Regardless, I still think it’s bad, despite if it’s already a thing or not.
I wrote this earlier today so let me just lazily copy it over.
The game rewards stacking the winners with 50% “victory bonus”.
If this was replaced with contribution to victory/good team mate bonus (rewarding players that actively fought in and around the objective and built rallies) there would be less victory farmers and more competent players.
Vehicle cycling would also stop being more profitable than playing infantry and occasionally using vehicle.
Sadly they did happen, from both sides, and that’s something that can’t be forgotten.
On a side note though, using shotguns was and still is considered a war crime by the geneva convention. Even though flamethrowers and gas was used during WWII…
I am aware, and it shouldn’t be. But war crimes don’t belong in the game, that is my position.
No explicit ruling was ever passed on the use of shotguns, so they were never officially banned, and are still legal weapons of war (all militaries employ them).
Flamethrowers were neither prohibited weapons, nor are they explicitly banned today either, incendiary weapons however became heavily restricted during the late cold-war era all the whilst flame-throwers fell out of tactical favour as military technology improved. In short, no they were and are not banned.
Gas or other similar chemical weapons were never used during the war in combat, neither by the Allies or Germany. They where stocked by Germany but never deployed on military targets (holocaust different story).
My mistake, Germany tried getting them banned, but it never eventuated. I was reading up more, and I think the part that made me think they were somewhat illegal was during the Afghan wars.

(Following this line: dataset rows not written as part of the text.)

// SPDX-FileCopyrightText: Copyright (c) 2025 NVIDIA CORPORATION & AFFILIATES. All rights reserved.
// SPDX-License-Identifier: Apache-2.0
//
// Licensed under the Apache License, Version 2.0 (the "License");
// you may not use this file except in compliance with the License.
// You may obtain a copy of the License at
//
// http://www.apache.org/licenses/LICENSE-2.0
//
// Unless required by applicable law or agreed to in writing, software
// distributed under the License is distributed on an "AS IS" BASIS,
// WITHOUT WARRANTIES OR CONDITIONS OF ANY KIND, either express or implied.
// See the License for the specific language governing permissions and
// limitations under the License.

use crate::resource::FromBase;
use crate::resource::Resource;
use crate::resource::ResourceBase;
use crate::Error;
use rsfish_core::Bmc;
use serde::Deserialize;
use serde::Serialize;

/// When a metric report is produced.
#[derive(Debug, Clone, Copy, PartialEq, Eq, Hash, Serialize, Deserialize)]
pub enum MetricReportDefinitionType {
    /// Produced periodically.
    Periodic,
    /// Produced when a trigger fires.
    OnChange,
    /// Produced on request.
    OnRequest,
    /// Value not known to this library.
    #[serde(other)]
    Unknown,
}

/// What the service does when a report is produced.
#[derive(Debug, Clone, Copy, PartialEq, Eq, Hash, Serialize, Deserialize)]
pub enum ReportActions {
    /// Send the report as an event.
    RedfishEvent,
    /// Keep the report in the metric report collection.
    LogToMetricReportsCollection,
    /// Value not known to this library.
    #[serde(other)]
    Unknown,
}

/// Wildcard substituted into metric property paths.
#[derive(Debug, Clone, Default, PartialEq, Serialize, Deserialize)]
#[serde(rename_all = "PascalCase")]
pub struct Wildcard {
    /// Name of the wildcard.
    pub name: Option<String>,
    /// Values substituted for the wildcard.
    #[serde(default)]
    pub values: Vec<String>,
}

/// Data of a metric report definition.
#[derive(Debug, Clone, Default, PartialEq, Serialize, Deserialize)]
#[serde(rename_all = "PascalCase")]
pub struct MetricReportDefinitionData {
    /// When reports are produced.
    pub metric_report_definition_type: Option<MetricReportDefinitionType>,
    /// Whether the definition is active.
    pub metric_report_definition_enabled: Option<bool>,
    /// Actions taken when a report is produced.
    #[serde(default)]
    pub report_actions: Vec<ReportActions>,
    /// Wildcards used by `metric_properties`.
    #[serde(default)]
    pub wildcards: Vec<Wildcard>,
    /// Property paths sampled by the report.
    #[serde(default)]
    pub metric_properties: Vec<String>,
    /// ISO 8601 duration between reports.
    pub metric_report_heartbeat_interval: Option<String>,
}

/// Properties of a new metric report definition.
#[derive(Debug, Clone, Default, PartialEq, Serialize)]
#[serde(rename_all = "PascalCase")]
pub struct MetricReportDefinitionCreate {
    /// Identifier of the definition.
    pub id: String,
    /// When reports are produced.
    pub metric_report_definition_type: MetricReportDefinitionType,
    /// Actions taken when a report is produced.
    #[serde(skip_serializing_if = "Vec::is_empty")]
    pub report_actions: Vec<ReportActions>,
    /// Property paths sampled by the report.
    #[serde(skip_serializing_if = "Vec::is_empty")]
    pub metric_properties: Vec<String>,
    /// Wildcards used by `metric_properties`.
    #[serde(skip_serializing_if = "Vec::is_empty")]
    pub wildcards: Vec<Wildcard>,
}

impl Default for MetricReportDefinitionType {
    fn default() -> Self {
        Self::Periodic
    }
}

/// Writable properties of a metric report definition.
#[derive(Debug, Clone, Default, PartialEq, Serialize)]
#[serde(rename_all = "PascalCase")]
pub struct MetricReportDefinitionUpdate {
    /// Whether the definition is active.
    #[serde(skip_serializing_if = "Option::is_none")]
    pub metric_report_definition_enabled: Option<bool>,
    /// Property paths sampled by the report.
    #[serde(skip_serializing_if = "Option::is_none")]
    pub metric_properties: Option<Vec<String>>,
}

#[derive(Deserialize)]
struct MetricReportDefinitionSchema {
    #[serde(flatten)]
    data: MetricReportDefinitionData,
}

/// Metric report definition.
pub struct MetricReportDefinition<B: Bmc> {
    base: ResourceBase<B>,
    /// Decoded definition data.
    pub data: MetricReportDefinitionData,
}

impl<B: Bmc> MetricReportDefinition<B> {
    /// Update this definition and return the new state.
    ///
    /// # Errors
    ///
    /// Returns error if the service rejects the update or the refetch
    /// fails.
    pub async fn update(&self, update: &MetricReportDefinitionUpdate) -> Result<Self, Error<B>> {
        self.base.update(update).await
    }

    /// Delete this definition.
    ///
    /// # Errors
    ///
    /// Returns error if the service rejects the request.
    pub async fn delete(&self) -> Result<(), Error<B>> {
        self.base.delete().await
    }
}

impl<B: Bmc> FromBase<B> for MetricReportDefinition<B> {
    fn from_base(base: ResourceBase<B>) -> Result<Self, Error<B>> {
        let MetricReportDefinitionSchema { data } = base.decode()?;
        Ok(Self { base, data })
    }
}

impl<B: Bmc> Resource<B> for MetricReportDefinition<B> {
    fn base(&self) -> &ResourceBase<B> {
        &self.base
    }
}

Due to the amount of hostage situations, they weren’t particularly favoured as a breaching tool as the pellets could spread in any direction after breaking through the door and potentially kill civilians.
That’s because they withdrew their objections, hence no ruling ever being made.
I know it’s not easy keeping track of what is and isn’t illegal, I’m cheating by writing this with both a history degree and holding a Swedish military issued booklet on war-crimes (outdated probably, written in the early 2000s, very nice gift from gramps).